(EXERCISE INPUT)

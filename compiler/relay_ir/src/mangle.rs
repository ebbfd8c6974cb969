//! Symbol mangling for every entity the thunk generator defines.
//!
//! Resilient clients link against these names instead of table offsets,
//! so a name must depend only on the method reference it denotes, never
//! on declaration order or emission order.
//!
//! # Mangling Scheme
//!
//! ```text
//! _relay_<module>$<owner>[$<selector>$<signature>]$<entity>[$<entity>]
//! ```
//!
//! - `<signature>` starts with three letters: owner kind (`c` class, `p`
//!   protocol), method kind (`i` instance, `s` static) and convention
//!   (`o` ordinary, `a` async, `y` yield-once coroutine). Parameter types
//!   follow, then `_`, the result type, an optional `t<error>` and an
//!   optional `g<params>r<requirements>` generic suffix.
//! - `<entity>` is a two-letter code: `Tj` dispatch thunk, `Tq` method
//!   descriptor, `Tu` async function pointer, `Mu` method lookup function,
//!   `Mn` type context descriptor, `Mo` vtable bounds variable. `Tu`
//!   follows the code of the function it points to.
//!
//! | Entity | Mangled Name |
//! |--------|--------------|
//! | dispatch thunk for `geo.Shape.area() -> f64` | `_relay_geo$Shape$area$pio_d$Tj` |
//! | its method descriptor | `_relay_geo$Shape$area$pio_d$Tq` |
//! | method lookup function of `geo.Circle` | `_relay_geo$Circle$Mu` |
//!
//! Types encode as: `v` unit, `b` i8, `h` i16, `i` i32, `l` i64, `f` f32,
//! `d` f64, `p` pointer, `T…E` tuple, `C<len><name>` class instance,
//! `M<len><name>` metatype, `P<len><name>` protocol receiver, `G<n>_`
//! generic parameter.
//!
//! Identifier bytes other than ASCII alphanumerics and `_` become `.xx`
//! hex escapes, so `my-lib` mangles as `my.2dlib`.

use std::fmt::Write;

use crate::method::{CallingConventionKind, DeclContext, MethodKind, MethodReference};
use crate::types::{ScalarKind, TypeId, TypeKind, TypePool};
use crate::{Name, StringInterner};

/// The prefix for all Relay mangled symbols.
pub const MANGLE_PREFIX: &str = "_relay_";

/// Separator between path segments.
const SEP: char = '$';

/// Introduces a two-digit hex escape for one byte of an identifier.
const ESCAPE: char = '.';

/// Kind of entity a symbol names.
#[derive(Clone, Copy, Debug, PartialEq, Eq, Hash)]
pub enum EntityKind {
    DispatchThunk,
    MethodDescriptor,
    MethodLookupFunction,
    TypeContextDescriptor,
    VTableBounds,
}

impl EntityKind {
    const fn code(self) -> &'static str {
        match self {
            EntityKind::DispatchThunk => "Tj",
            EntityKind::MethodDescriptor => "Tq",
            EntityKind::MethodLookupFunction => "Mu",
            EntityKind::TypeContextDescriptor => "Mn",
            EntityKind::VTableBounds => "Mo",
        }
    }
}

/// Code appended to a function symbol to name its async function pointer.
const ASYNC_POINTER_CODE: &str = "Tu";

/// Symbol mangler for generating linker names.
pub struct Mangler<'a> {
    interner: &'a StringInterner,
    pool: &'a TypePool,
}

impl<'a> Mangler<'a> {
    pub fn new(interner: &'a StringInterner, pool: &'a TypePool) -> Self {
        Self { interner, pool }
    }

    /// Mangle the dispatch thunk of `method`.
    #[must_use]
    pub fn dispatch_thunk(&self, method: &MethodReference) -> String {
        self.method_entity(method, EntityKind::DispatchThunk)
    }

    /// Mangle the method descriptor of `method`.
    #[must_use]
    pub fn method_descriptor(&self, method: &MethodReference) -> String {
        self.method_entity(method, EntityKind::MethodDescriptor)
    }

    /// Mangle the symbol of a concrete implementation of `method` provided
    /// by `implementor` (a class, or the conforming type of a witness).
    #[must_use]
    pub fn implementation(&self, method: &MethodReference, implementor: Name) -> String {
        let mut out = String::with_capacity(64);
        out.push_str(MANGLE_PREFIX);
        self.encode_identifier(&mut out, self.interner.lookup(method.module));
        out.push(SEP);
        self.encode_identifier(&mut out, self.interner.lookup(implementor));
        out.push(SEP);
        self.encode_identifier(&mut out, self.interner.lookup(method.selector));
        out.push(SEP);
        self.encode_signature(&mut out, method);
        out
    }

    /// Mangle a per-class entity (lookup function, descriptor, bounds).
    #[must_use]
    pub fn class_entity(&self, module: Name, class: Name, entity: EntityKind) -> String {
        let mut out = String::with_capacity(48);
        out.push_str(MANGLE_PREFIX);
        self.encode_identifier(&mut out, self.interner.lookup(module));
        out.push(SEP);
        self.encode_identifier(&mut out, self.interner.lookup(class));
        out.push(SEP);
        out.push_str(entity.code());
        out
    }

    /// Mangle the async function pointer record of an already mangled
    /// function symbol.
    #[must_use]
    pub fn async_function_pointer(function_symbol: &str) -> String {
        let mut out = String::with_capacity(function_symbol.len() + 3);
        out.push_str(function_symbol);
        out.push(SEP);
        out.push_str(ASYNC_POINTER_CODE);
        out
    }

    fn method_entity(&self, method: &MethodReference, entity: EntityKind) -> String {
        let mut out = String::with_capacity(64);
        out.push_str(MANGLE_PREFIX);
        self.encode_identifier(&mut out, self.interner.lookup(method.module));
        out.push(SEP);
        self.encode_identifier(&mut out, self.interner.lookup(method.owner.name()));
        out.push(SEP);
        self.encode_identifier(&mut out, self.interner.lookup(method.selector));
        out.push(SEP);
        self.encode_signature(&mut out, method);
        out.push(SEP);
        out.push_str(entity.code());
        out
    }

    fn encode_signature(&self, out: &mut String, method: &MethodReference) {
        let sig = &method.signature;
        out.push(match method.owner {
            DeclContext::Class(_) => 'c',
            DeclContext::Protocol(_) => 'p',
        });
        out.push(match method.kind {
            MethodKind::Instance => 'i',
            MethodKind::Static => 's',
        });
        out.push(match sig.convention {
            CallingConventionKind::Ordinary => 'o',
            CallingConventionKind::Asynchronous => 'a',
            CallingConventionKind::YieldingCoroutine => 'y',
        });
        for &param in &sig.params {
            self.encode_type(out, param);
        }
        out.push('_');
        self.encode_type(out, sig.result);
        if let Some(error) = sig.error {
            out.push('t');
            self.encode_type(out, error);
        }
        if !sig.generics.is_empty() {
            let _ = write!(
                out,
                "g{}r{}",
                sig.generics.params, sig.generics.requirements
            );
        }
    }

    fn encode_type(&self, out: &mut String, ty: TypeId) {
        match self.pool.kind(ty) {
            TypeKind::Unit => out.push('v'),
            TypeKind::Scalar(kind) => out.push(match kind {
                ScalarKind::I8 => 'b',
                ScalarKind::I16 => 'h',
                ScalarKind::I32 => 'i',
                ScalarKind::I64 => 'l',
                ScalarKind::F32 => 'f',
                ScalarKind::F64 => 'd',
                ScalarKind::Ptr => 'p',
            }),
            TypeKind::Tuple(elements) => {
                out.push('T');
                for e in elements {
                    self.encode_type(out, e);
                }
                out.push('E');
            }
            TypeKind::Object(class) => self.encode_nominal(out, 'C', class),
            TypeKind::Metatype(class) => self.encode_nominal(out, 'M', class),
            TypeKind::ProtocolSelf(protocol) => self.encode_nominal(out, 'P', protocol),
            TypeKind::Generic(n) => {
                let _ = write!(out, "G{n}_");
            }
        }
    }

    fn encode_nominal(&self, out: &mut String, tag: char, name: Name) {
        let mut encoded = String::new();
        self.encode_identifier(&mut encoded, self.interner.lookup(name));
        let _ = write!(out, "{tag}{}{encoded}", encoded.len());
    }

    /// Encode an identifier: alphanumerics and `_` pass through, every
    /// other UTF-8 byte becomes a `.xx` hex escape.
    #[expect(clippy::unused_self, reason = "keeps all encoders on the mangler")]
    fn encode_identifier(&self, out: &mut String, name: &str) {
        for b in name.bytes() {
            if b.is_ascii_alphanumeric() || b == b'_' {
                out.push(char::from(b));
            } else {
                let _ = write!(out, "{ESCAPE}{b:02x}");
            }
        }
    }
}

/// Demangle a Relay symbol into a readable description.
///
/// Returns `None` for names without the Relay prefix or without a known
/// entity code.
///
/// - `_relay_geo$Shape$area$pio_d$Tj` → `dispatch thunk for geo.Shape.area`
/// - `_relay_geo$Shape$area$pio_d$Tj$Tu` →
///   `async function pointer to dispatch thunk for geo.Shape.area`
/// - `_relay_geo$Circle$Mu` → `method lookup function for geo.Circle`
/// - `_relay_geo.2ecore$Circle$Mu` →
///   `method lookup function for geo.core.Circle`
#[must_use]
pub fn demangle(mangled: &str) -> Option<String> {
    let rest = mangled.strip_prefix(MANGLE_PREFIX)?;
    let mut segments: Vec<&str> = rest.split(SEP).collect();

    let mut prefixes = Vec::new();
    if segments.last() == Some(&ASYNC_POINTER_CODE) {
        segments.pop();
        prefixes.push("async function pointer to ");
    }

    let entity = segments.pop()?;
    let (description, path_len) = match entity {
        "Tj" => ("dispatch thunk for ", 3),
        "Tq" => ("method descriptor for ", 3),
        "Mu" => ("method lookup function for ", 2),
        "Mn" => ("nominal type descriptor for ", 2),
        "Mo" => ("class metadata base offset for ", 2),
        _ => return None,
    };
    if segments.len() < path_len {
        return None;
    }

    let path = segments[..path_len]
        .iter()
        .map(|segment| decode_identifier(segment))
        .collect::<Option<Vec<_>>>()?;

    let mut out = String::new();
    for p in prefixes {
        out.push_str(p);
    }
    out.push_str(description);
    out.push_str(&path.join("."));
    Some(out)
}

/// Undo the `.xx` escapes of an encoded identifier. `None` if an escape is
/// truncated, not hex, or the bytes are not UTF-8.
fn decode_identifier(encoded: &str) -> Option<String> {
    let mut bytes = Vec::with_capacity(encoded.len());
    let mut rest = encoded.as_bytes();
    while let Some((&b, tail)) = rest.split_first() {
        if char::from(b) == ESCAPE {
            let hex = std::str::from_utf8(tail.get(..2)?).ok()?;
            bytes.push(u8::from_str_radix(hex, 16).ok()?);
            rest = &tail[2..];
        } else {
            bytes.push(b);
            rest = tail;
        }
    }
    String::from_utf8(bytes).ok()
}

(End EXERCISE INPUT)

#### [WORK ORDER]
Where does "char" appear in the records above? Copy every line that has it.

#### [ANSWER BELOW]
const SEP: char = '$';
const ESCAPE: char = '.';
    fn encode_nominal(&self, out: &mut String, tag: char, name: Name) {
                out.push(char::from(b));
        if char::from(b) == ESCAPE {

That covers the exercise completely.